You have in these three verses the use of the word “adam,” a reference to some trespass, and death described as a return to dust—and all this happening from God’s perspective in a span of time from morning to evening. Whether or not the psalmist intended to reflect the Adam story (Genesis 2:7), it is easy to understand how his choice of words would encourage interpreters to see Psalm 90 as commenting somehow on the Garden story, where you also have an “adam” retuning to dust in the face of God’s anger for his iniquities.
Given this overlap there is only one more element of Psalm 90 to apply to Genesis to make the connection complete. Maybe the divine day in Psalm 90:4 also applies to the Garden story: Adam’s life span, from God’s perspective, is also a mere day in length.
Before we got too excited thinking that Psalm 90 actually solves the dilemma of Genesis 2:16-17, we should note how the rest of the psalm plays out. In v. 10 the psalmist leaves the poetic description of death in vv. 3-6 and plainly says that the human life span is very brief, a mere 70-80 years, a mere moment compared to God. It seems clear that the point of the psalm is simply this: “Lord, you are everlasting and our time on earth is but a moment, relatively speaking. So relent of your anger and rather teach us to be mindful of how brief our stay here is.” (vv. 11-12)
Psalm 90 does not answer the question of the “day” of Adam’s death in Genesis 2, but you can see why—guided by the principle that all of Scripture is “connected” somehow—one might bring these two together.
In the New Testament, Peter picks up on this in 2 Peter 3:8 where he says, “with the Lord one day is like a thousand years, and a thousand years are like one day.” Peter is not talking about Adam’s death, but applies the language of Psalm 90 to another issue entirely. His readers were apparently concerned about the delay in the Lord’s return.
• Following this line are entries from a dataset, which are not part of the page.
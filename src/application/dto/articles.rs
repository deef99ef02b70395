use crate::domain::article::Article;
use chrono::{DateTime, Utc};
use serde::{Deserialize, Serialize};
use utoipa::ToSchema;

use super::{serde_flag, serde_time};

#[derive(Debug, Clone, Serialize, Deserialize, ToSchema)]
pub struct ArticleDto {
    pub id: i64,
    pub title: String,
    pub slug: String,
    pub content: String,
    pub excerpt: String,
    pub category: String,
    pub featured_image_url: Option<String>,
    pub featured_image_alt: Option<String>,
    pub youtube_url: Option<String>,
    #[serde(with = "serde_flag")]
    #[schema(value_type = u8, minimum = 0, maximum = 1)]
    pub published: bool,
    #[serde(default, with = "serde_time::option")]
    pub published_at: Option<DateTime<Utc>>,
    pub meta_description: Option<String>,
    #[serde(with = "serde_time")]
    pub created_at: DateTime<Utc>,
    #[serde(with = "serde_time")]
    pub updated_at: DateTime<Utc>,
}

impl From<Article> for ArticleDto {
    fn from(article: Article) -> Self {
        Self {
            id: article.id.into(),
            title: article.title.into_inner(),
            slug: article.slug.into_inner(),
            content: article.content.into_inner(),
            excerpt: article.excerpt.into_inner(),
            category: article.category.into_inner(),
            featured_image_url: article.featured_image_url,
            featured_image_alt: article.featured_image_alt,
            youtube_url: article.youtube_url,
            published: article.published,
            published_at: article.published_at,
            meta_description: article.meta_description,
            created_at: article.created_at,
            updated_at: article.updated_at,
        }
    }
}
// src/domain/macros.rs

/// Positive integer identifier backed by a database sequence.
macro_rules! entity_id {
    ($name:ident, $label:literal) => {
        #[derive(Debug, Clone, Copy, PartialEq, Eq, Hash, PartialOrd, Ord)]
        pub struct $name(pub i64);

        impl $name {
            pub fn new(id: i64) -> $crate::domain::errors::DomainResult<Self> {
                if id <= 0 {
                    Err($crate::domain::errors::DomainError::Validation(
                        concat!($label, " id must be positive").into(),
                    ))
                } else {
                    Ok(Self(id))
                }
            }
        }

        impl From<$name> for i64 {
            fn from(value: $name) -> Self {
                value.0
            }
        }

        impl std::fmt::Display for $name {
            fn fmt(&self, f: &mut std::fmt::Formatter<'_>) -> std::fmt::Result {
                write!(f, "{}", self.0)
            }
        }
    };
}

/// Trimmed, non-empty text field.
macro_rules! non_empty_text {
    ($name:ident, $field:literal) => {
        #[derive(Debug, Clone, PartialEq, Eq)]
        pub struct $name(String);

        impl $name {
            pub fn new(value: impl Into<String>) -> $crate::domain::errors::DomainResult<Self> {
                let value = value.into();
                let trimmed = value.trim();
                if trimmed.is_empty() {
                    return Err($crate::domain::errors::DomainError::Validation(
                        concat!($field, " cannot be empty").into(),
                    ));
                }
                Ok(Self(trimmed.to_string()))
            }

            pub fn as_str(&self) -> &str {
                &self.0
            }

            pub fn into_inner(self) -> String {
                self.0
            }
        }

        impl std::fmt::Display for $name {
            fn fmt(&self, f: &mut std::fmt::Formatter<'_>) -> std::fmt::Result {
                f.write_str(&self.0)
            }
        }

        impl From<$name> for String {
            fn from(value: $name) -> Self {
                value.0
            }
        }
    };
}

pub(crate) use entity_id;
pub(crate) use non_empty_text;

/// Normalise an optional free-text field: blank strings become `None`.
pub fn optional_text(value: Option<String>) -> Option<String> {
    value
        .map(|v| v.trim().to_string())
        .filter(|v| !v.is_empty())
}

#[cfg(test)]
mod tests {
    use super::*;

    non_empty_text!(Label, "label");
    entity_id!(ThingId, "thing");

    #[test]
    fn non_empty_text_trims_and_rejects_blank() {
        assert_eq!(Label::new("  hi ").unwrap().as_str(), "hi");
        assert!(Label::new("   ").is_err());
    }

    #[test]
    fn entity_id_rejects_non_positive() {
        assert!(ThingId::new(0).is_err());
        assert!(ThingId::new(-3).is_err());
        assert_eq!(i64::from(ThingId::new(7).unwrap()), 7);
    }

    #[test]
    fn optional_text_drops_blank_values() {
        assert_eq!(optional_text(Some("  ".into())), None);
        assert_eq!(optional_text(Some(" x ".into())), Some("x".into()));
        assert_eq!(optional_text(None), None);
    }
}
Peter was simply telling them that “delay” is a relative term, and so “the Lord is not slow about his promise, as some think of slowness” (v. 9).
Other early interpreters, however, honed in on Psalm 90 to reconcile God’s warning in Genesis 2:16-17 with the fact that Adam died at the ripe old age of 930. After all, if a day in God’s mind is like 1000 years, and Adam died at 930 years of age, Adam died in a divine day—with 70 years to spare. And so we read in Jubilees 4:29-30 (written in the middle of the 2nd century B.C.):
Adam died, and all his sons buried him in the land of his creation, and he was the first to be buried on earth. And he lacked seventy years of one thousand years; for one thousand years are as one day in the testimony of the heavens [i.e., Psalm 90], and therefore it is written concerning the tree of knowledge: “On the day you eat of it you shall die.”
Another way of looking at the problem of Genesis 2:16-17 is simply to say that on the day Adam ate of the fruit, he was barred from eating of the other tree, the tree of life (Genesis 2:22-24). Adam had only been barred from the tree of knowledge, and so we can presume he had free access to the tree of life. But once barred from the tree of life, mortality was introduced. Hence, “on the day you eat of it you shall die” would mean that immortality was removed, and Adam and Eve then entered a state of mortality.
There are other solutions that have been proposed in the history of interpretation. But, once again, the more basic point should not be lost. In the pivotal opening chapters of the Bible, we have an ambiguity that readers worked to resolve.